入職後、実際に在宅医療の現場に入ってみると、心不全の再入院防止には服薬指導の徹底が大切であることや、介護に対してストレスを抱えるご家族のケアの重要性など、ご自宅に行ってみないとわからないことがたくさんあると再認識しました。そういったことを医局にいた頃からわかっていれば、ご自宅で過ごしたいと願う患者さんの思いをもっと叶えられたのでは…とも感じますし、日々学ぶことが多いです。
わからないことはすぐ相談できる環境。
医局にいた頃にみていたのは、ほとんどが心不全の患者さんでした。YUMINOは循環器疾患に強みを持っていますが、実際に私がみている患者さんの症状は、心不全やがんなど多種多様です。
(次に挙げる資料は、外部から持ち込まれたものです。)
use std::fmt;
use std::ops::Range;

use serde::{Deserialize, Serialize};

use crate::config::DataSource;

// ---------------------------------------------------------------------------
// DetectorId – one measurement channel
// ---------------------------------------------------------------------------

/// Identity of one detector channel: a gold activation foil channel or a
/// Bonner sphere of the given diameter (inches).
#[derive(Debug, Clone, Copy, PartialEq, Eq, Hash, PartialOrd, Ord, Serialize, Deserialize)]
pub enum DetectorId {
    Foil(u8),
    Sphere(u8),
}

impl DetectorId {
    /// Name of this detector's response function in the catalog.
    pub fn catalog_key(&self) -> String {
        match self {
            DetectorId::Foil(channel) => format!("ft_au{channel}"),
            DetectorId::Sphere(size) => format!("bs{size}-1"),
        }
    }

    pub fn is_foil(&self) -> bool {
        matches!(self, DetectorId::Foil(_))
    }
}

impl fmt::Display for DetectorId {
    fn fmt(&self, f: &mut fmt::Formatter<'_>) -> fmt::Result {
        f.write_str(&self.catalog_key())
    }
}

// ---------------------------------------------------------------------------
// DetectorLayout – the full, fixed detector ordering
// ---------------------------------------------------------------------------

/// The complete set of detectors, always enumerated foil channels first
/// and sphere sizes second. Both assemblers derive their row order from
/// a [`DetectorSet`] selected out of this layout.
#[derive(Debug, Clone, PartialEq, Serialize, Deserialize)]
pub struct DetectorLayout {
    /// Number of foil channels (`ft_au0` .. `ft_au{n-1}`).
    pub foil_channels: u8,
    /// Sphere diameters in inches, in measurement order.
    pub sphere_sizes: Vec<u8>,
}

impl Default for DetectorLayout {
    fn default() -> Self {
        Self {
            foil_channels: 9,
            sphere_sizes: vec![0, 2, 3, 5, 8, 10, 12],
        }
    }
}

impl DetectorLayout {
    pub fn foils(&self) -> impl Iterator<Item = DetectorId> + '_ {
        (0..self.foil_channels).map(DetectorId::Foil)
    }

    pub fn spheres(&self) -> impl Iterator<Item = DetectorId> + '_ {
        self.sphere_sizes.iter().copied().map(DetectorId::Sphere)
    }

    /// Every detector, foil-then-sphere.
    pub fn all(&self) -> Vec<DetectorId> {
        self.foils().chain(self.spheres()).collect()
    }

    pub fn len(&self) -> usize {
        self.foil_channels as usize + self.sphere_sizes.len()
    }

    pub fn is_empty(&self) -> bool {
        self.len() == 0
    }

    /// Select the detectors used by a data source.
    pub fn select(&self, source: DataSource) -> DetectorSet {
        let n_foil = self.foil_channels as usize;
        let range = match source {
            DataSource::Foil => 0..n_foil,
            DataSource::Sphere => n_foil..self.len(),
            DataSource::Combined => 0..self.len(),
        };
        let ids = self.all()[range.clone()].to_vec();
        DetectorSet { source, ids, range }
    }
}

// ---------------------------------------------------------------------------
// DetectorSet – the ordering shared by one run
// ---------------------------------------------------------------------------

/// The ordered detectors of one run. Built once and handed to both the
/// response and the measurement assembler.
#[derive(Debug, Clone, PartialEq)]
pub struct DetectorSet {
    source: DataSource,
    ids: Vec<DetectorId>,
    range: Range<usize>,
}

impl DetectorSet {
    pub fn source(&self) -> DataSource {
        self.source
    }

    pub fn ids(&self) -> &[DetectorId] {
        &self.ids
    }

    /// Position of this selection inside the full foil-then-sphere layout.
    pub fn range(&self) -> Range<usize> {
        self.range.clone()
    }

    pub fn len(&self) -> usize {
        self.ids.len()
    }

    pub fn is_empty(&self) -> bool {
        self.ids.is_empty()
    }

    pub fn catalog_keys(&self) -> Vec<String> {
        self.ids.iter().map(DetectorId::catalog_key).collect()
    }
}

#[cfg(test)]
mod tests {
    use super::*;

    #[test]
    fn catalog_keys_match_response_names() {
        assert_eq!(DetectorId::Foil(0).catalog_key(), "ft_au0");
        assert_eq!(DetectorId::Foil(8).catalog_key(), "ft_au8");
        assert_eq!(DetectorId::Sphere(0).catalog_key(), "bs0-1");
        assert_eq!(DetectorId::Sphere(12).to_string(), "bs12-1");
    }

    #[test]
    fn default_layout_has_sixteen_detectors_foil_first() {
        let layout = DetectorLayout::default();
        let all = layout.all();
        assert_eq!(all.len(), 16);
        assert!(all[..9].iter().all(DetectorId::is_foil));
        assert!(all[9..].iter().all(|d| !d.is_foil()));
        assert_eq!(all[9], DetectorId::Sphere(0));
        assert_eq!(all[15], DetectorId::Sphere(12));
    }

    #[test]
    fn selection_ranges_partition_the_layout() {
        let layout = DetectorLayout::default();
        let foil = layout.select(DataSource::Foil);
        let sphere = layout.select(DataSource::Sphere);
        let combined = layout.select(DataSource::Combined);

        assert_eq!(foil.source(), DataSource::Foil);
        assert_eq!(combined.source(), DataSource::Combined);
        assert_eq!(foil.range(), 0..9);
        assert_eq!(sphere.range(), 9..16);
        assert_eq!(combined.range(), 0..16);

        let joined: Vec<DetectorId> = foil.ids().iter().chain(sphere.ids()).copied().collect();
        assert_eq!(joined, combined.ids());
    }
}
そのため、入職して間もない頃は末期がんの患者さんの疼痛コントロールにとても苦労しました。都度周りの先輩医師に相談して、なんとか乗り切っていたのを思い出します。たとえご自身がどんなに忙しくても、いつでも親身になって相談に乗ってくれる先生ばかりなので、とても助かりました。YUMINOでは、わからないことを聞いて迷惑がる人はいません。むしろ、「どうして聞かないの」というぐらいの雰囲気です。在宅医療の現場では、対応に悩むことが日々起こるので、わからないことを素直に聞く姿勢がYUMINOで働くうえでは必要なのかな、とも感じます。
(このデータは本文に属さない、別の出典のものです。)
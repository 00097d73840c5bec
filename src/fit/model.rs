use std::f64::consts::PI;

use serde::{Deserialize, Serialize};

use super::levenberg::LeastSquaresModel;

/// Parameters of the background-plus-peak model
/// `a·exp(−b·x) + c·N(x; e, d)` where `N` is a normalized Gaussian, so
/// `c` is the peak area in counts.
#[derive(Debug, Clone, Copy, PartialEq, Serialize, Deserialize)]
pub struct PeakParams {
    /// Background amplitude.
    pub a: f64,
    /// Background decay constant (per channel).
    pub b: f64,
    /// Peak area.
    pub c: f64,
    /// Peak standard deviation (channels).
    pub d: f64,
    /// Peak centroid (channels above the discriminator).
    pub e: f64,
}

impl Default for PeakParams {
    fn default() -> Self {
        Self {
            a: 1.0,
            b: 1.0,
            c: 1.0,
            d: 1.0,
            e: 1000.0,
        }
    }
}

impl PeakParams {
    pub fn to_array(self) -> [f64; 5] {
        [self.a, self.b, self.c, self.d, self.e]
    }

    pub fn from_array(p: [f64; 5]) -> Self {
        Self {
            a: p[0],
            b: p[1],
            c: p[2],
            d: p[3],
            e: p[4],
        }
    }

    pub fn is_finite(&self) -> bool {
        self.to_array().iter().all(|v| v.is_finite())
    }

    pub fn eval(&self, x: f64) -> f64 {
        PeakModel.value(x, &self.to_array())
    }
}

/// Normalized Gaussian density; the sign of `sigma` is ignored.
pub fn gauss(x: f64, mean: f64, sigma: f64) -> f64 {
    let z = (x - mean) / sigma;
    (-0.5 * z * z).exp() / ((2.0 * PI).sqrt() * sigma.abs())
}

/// Exponential background plus normalized Gaussian peak.
pub struct PeakModel;

impl LeastSquaresModel<5> for PeakModel {
    fn value(&self, x: f64, p: &[f64; 5]) -> f64 {
        let [a, b, c, d, e] = *p;
        a * (-b * x).exp() + c * gauss(x, e, d)
    }

    fn gradient(&self, x: f64, p: &[f64; 5]) -> [f64; 5] {
        let [a, b, c, d, e] = *p;
        let bg = (-b * x).exp();
        let g = gauss(x, e, d);
        let dx = x - e;
        let d2 = d * d;
        [
            bg,
            -a * x * bg,
            g,
            c * g * (dx * dx / (d2 * d) - 1.0 / d),
            c * g * dx / d2,
        ]
    }
}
当然、人に頼るだけでなく、自分ができることを精一杯やることも重要です。日々しっかりと患者さんと向き合って細かい変化を感じ取り、WEB上で診療情報を記録して管制塔や訪問看護ステーションと共有しています。その情報を基に、患者さんからの緊急連絡時は看護師さんがサポートしてくれるので、患者さんもより安心してご自宅で療養できますし、YUMINOのチーム医療の素晴らしさを実感しています。
在宅で心疾患をみるノウハウを学び、
ゆくゆくは地元に恩返しをしたい。
YUMINOでは毎週抄読会やCQがあるほか、学会発表時は専門部署が手厚くサポートしてくれますし、定期的に看護師やソーシャルワーカーなど多職種とのカンファレンスもあるので、若手医師でも学びながら成長できる環境が整っています。入職後に驚いたのは、前職と比べて圧倒的にソーシャルワーカーと関わる機会が多いこと。これまでは言葉を交わす機会すらほぼありませんでしたが、今は地域の病院との連携や、患者さんの生活環境整備、ケアマネジャーや訪問薬局などとの連絡など、在宅医療に必要なあらゆる要素をサポートしてもらっています。YUMINOのソーシャルワーカーは、困ったことは何を聞いても答えてくれるので、初めて在宅医療に関わる医師でも安心して働けますし、私自身も大いに信頼しています。
今は常勤で週5日間勤務していますが、休暇は毎週2日連続で取れているので、ワークライフバランスも充実しています。ドライブがてら、たびたび大好きな地元・福島に帰省するのが良い気分転換になっています。
そんな私のささやかな夢は、YUMINOで学んだ在宅医療のノウハウを、地元に持ち帰ることです。訪問診療を行う病院は数多くありますが、心疾患の患者さんとなると、専門性が高まるため、対応してもらえる病院は少なくなります。かつて、住み慣れた環境で療養する願いを叶えられない患者さんを多くみてきました。福島で心疾患に強みを持つ訪問診療の拠点をつくることができたら、少しは地元に恩返しができるのかな…。そう思いながら、多くの症例と向き合い、学び続けています。